Housatonic Women's History Month

March 2024

Ida B. Wells

Biography

Ida Bell Wells was born in Holly Springs, Mississippi on July 16th, 1862. She was born into slavery during the Civil War. Once the war ended Wells-Barnett’s parents became politically active in Reconstruction Era politics, and instilled into her the importance of education. After her parents died from a yellow fever epidemic in her hometown, Wells was left to raise her brothers and sister, so she took a job as a teacher. Eventually, the family moved to Memphis, Tennessee where she continued to work as an educator. 

After the lynching of one of her friends, Wells-Barnett turned her attention to white mob violence. She became skeptical about the reasons black men were lynched and set out to investigate several cases. She published her findings in a pamphlet and wrote several columns in local newspapers. Her expose about an 1892 lynching enraged locals, who burned her press and drove her from Memphis. After a few months, the threats became so bad she was forced to move to Chicago, Illinois.

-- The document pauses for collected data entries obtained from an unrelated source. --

struct SinkShared {
    voices: [Voice; VOICE_COUNT],
    shutdown: AtomicBool,
    ready_warned: AtomicBool,
}

impl SinkShared {
    fn new() -> Self {
        Self {
            voices: std::array::from_fn(|_| Voice::idle()),
            shutdown: AtomicBool::new(false),
            ready_warned: AtomicBool::new(false),
        }
    }
}

/// Mix active voices into an interleaved output buffer and drain the pacing
/// ring by the same number of frames.
fn render_block(
    shared: &SinkShared,
    cache: &ClickCache,
    pacing: &mut Consumer<f32>,
    data: &mut [f32],
    channels: usize,
) {
    data.fill(0.0);
    let channels = channels.max(1);
    let frames = data.len() / channels;

    // The ring carries silence; draining it advances the pacer's clock.
    for _ in 0..frames {
        if pacing.pop().is_err() {
            break;
        }
    }

    for voice in &shared.voices {
        let pos = voice.position.load(Ordering::Acquire);
        if pos == VOICE_IDLE {
            continue;
        }
        let accent = voice.accent.load(Ordering::Relaxed);
        let Some(click) = cache.buffer(accent) else {
            voice.position.store(VOICE_IDLE, Ordering::Release);
            continue;
        };
        if pos >= click.len() {
            voice.position.store(VOICE_IDLE, Ordering::Release);
            continue;
        }

        let n = (click.len() - pos).min(frames);
        for (frame, &sample) in data.chunks_mut(channels).zip(&click[pos..pos + n]) {
            for out in frame.iter_mut() {
                *out += sample;
            }
        }

        let next = pos + n;
        voice.position.store(
            if next >= click.len() { VOICE_IDLE } else { next },
            Ordering::Release,
        );
    }
}
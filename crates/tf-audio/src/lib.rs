//! tf-audio: Click playback backends using cpal
//!
//! Everything that makes noise lives here: the `ClickSink` trait the engine
//! schedules against, the cached click samples, and the cpal-backed
//! streaming sink with its pacing ring.
//!
//! # Architecture
//!
//! ```text
//! ┌───────────────┐     ┌──────────────────┐     ┌─────────────┐
//! │ scheduler     │────▶│ StreamingPcmSink │────▶│ cpal Device │
//! │               │     │                  │     │             │
//! │ - play(tick)  │     │ - voice pool     │     │ - output    │
//! │ - pacer clock │     │ - pacing ring    │     │   callback  │
//! └───────────────┘     │ - ClickCache     │     └─────────────┘
//!                       └──────────────────┘
//! ```
//!
//! `ToneSink` and `NullSink` are the fallbacks when no output device is
//! usable; they satisfy the same trait without touching cpal.

mod cache;
mod device;
mod error;
mod sink;
mod stream;
mod thread_priority;

pub use cache::*;
pub use device::*;
pub use error::*;
pub use sink::*;
pub use stream::*;
pub use thread_priority::*;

Wells-Barnett traveled internationally, shedding light on lynching to foreign audiences. Abroad, she openly confronted white women in the suffrage movement who ignored lynching. Because of her stance, she was often ridiculed and ostracized by women’s suffrage organizations in the United States. Nevertheless, Wells-Barnett remained active the women’s rights movement. She was a founder of the National Association of Colored Women’s Club which was created to address issues dealing with civil rights and women’s suffrage. Although she was in Niagara Falls for the founding of the National Association for the Advancement of Colored People (NAACP), her name is not mentioned as an official founder. Late in her career Wells-Barnett focused on urban reform in the growing city of Chicago. She died on March 25th, 1931.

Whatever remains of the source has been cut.